Corpora: Keywords in Literary Texts Summary

T Murphy tmorpheme at hotmail.com
Wed Jun 6 00:42:39 UTC 2001


  
Dear Corpora Listers:
Here is a summary of my inquiry concerning the corpus analysis of keywords in literary texts.
1. Mick Short noted that there is some discussion of keywords in the play Romeo and Juliet in chapter 4 of Jonathan Culpeper, Language and Characterisation, (Longman 2001).  Mick also suggested that it might be worth having a look at David Hoover's Language and Style in The Inheritors (University Press of America 1998), which compares Golding's book with various corpora.  
 2. Christopher Tribble noted that M. Stubbs, Text and Corpus Analysis (1996) specifically mentions Raymond Williams’ notion of keywords.
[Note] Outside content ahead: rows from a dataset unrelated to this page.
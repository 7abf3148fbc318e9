//! Error type shared by all ringfit modules.

use thiserror::Error;

/// Errors produced while building filters, images, divergences and
/// extraction contexts.
#[derive(Error, Debug)]
pub enum FilterError {
    /// A template parameter violates its construction guard.
    #[error("invalid {kind}.{field} = {value}: {reason}")]
    InvalidParameter {
        /// Filter kind name.
        kind: &'static str,
        /// Parameter name.
        field: String,
        /// Offending value.
        value: f64,
        /// Human readable guard description.
        reason: &'static str,
    },

    /// Flat parameter vector length disagrees with the shape arity.
    #[error("parameter count mismatch: shape expects {expected}, got {got}")]
    ParameterCountMismatch {
        /// Arity of the shape descriptor.
        expected: usize,
        /// Length of the supplied vector.
        got: usize,
    },

    /// A distribution with zero or non-finite total intensity.
    #[error("degenerate distribution: {0}")]
    DegenerateDistribution(String),

    /// Bounds or initial guess out of order for one coordinate.
    #[error("invalid bounds at index {index}: lower={lower}, initial={initial}, upper={upper}")]
    InvalidBounds {
        /// Coordinate in the flat parameter vector.
        index: usize,
        /// Lower bound.
        lower: f64,
        /// Initial guess.
        initial: f64,
        /// Upper bound.
        upper: f64,
    },

    /// Bound vectors of the wrong length.
    #[error("bounds length mismatch: expected {expected}, got {got}")]
    BoundsLengthMismatch {
        /// Arity of the extraction shape.
        expected: usize,
        /// Length of the supplied bound vector.
        got: usize,
    },

    /// Filter trees that should share a shape do not.
    #[error("shape mismatch: expected {expected}, got {got}")]
    ShapeMismatch {
        /// Description of the expected shape.
        expected: String,
        /// Description of the supplied shape.
        got: String,
    },

    /// Malformed intensity grid.
    #[error("invalid image: {0}")]
    InvalidImage(String),

    /// Configuration file could not be read.
    #[error("io error: {0}")]
    Io(#[from] std::io::Error),

    /// Configuration file could not be parsed.
    #[error("json error: {0}")]
    Json(#[from] serde_json::Error),
}

/// Convenience alias used across the crate.
pub type Result<T> = std::result::Result<T, FilterError>;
Christopher also commented that Mike Scott has been doing work on cultural keywords using Guardian newspaper data.
3. Adam Kilgarriff reminds me that Mike Scott's Wordsmith supports this sort of analysis, and that Tony Bernber Sardinha knows a lot about the area but from an EFL rather than a literary perspective
The following two leads were very useful:
4. Ramesh Krishnamurthy has written “Ethnic, Racial and Tribal: The Language of Racism?” in Texts and Practices, eds. Caldas-Coulthard & Coulthard, Routledge, London, 1996.  In this article , Ramesh looked at three keywords in the Bank of English corpus (then 121 million words, now 418 million words) and made specific references to Raymond Williams' Keywords.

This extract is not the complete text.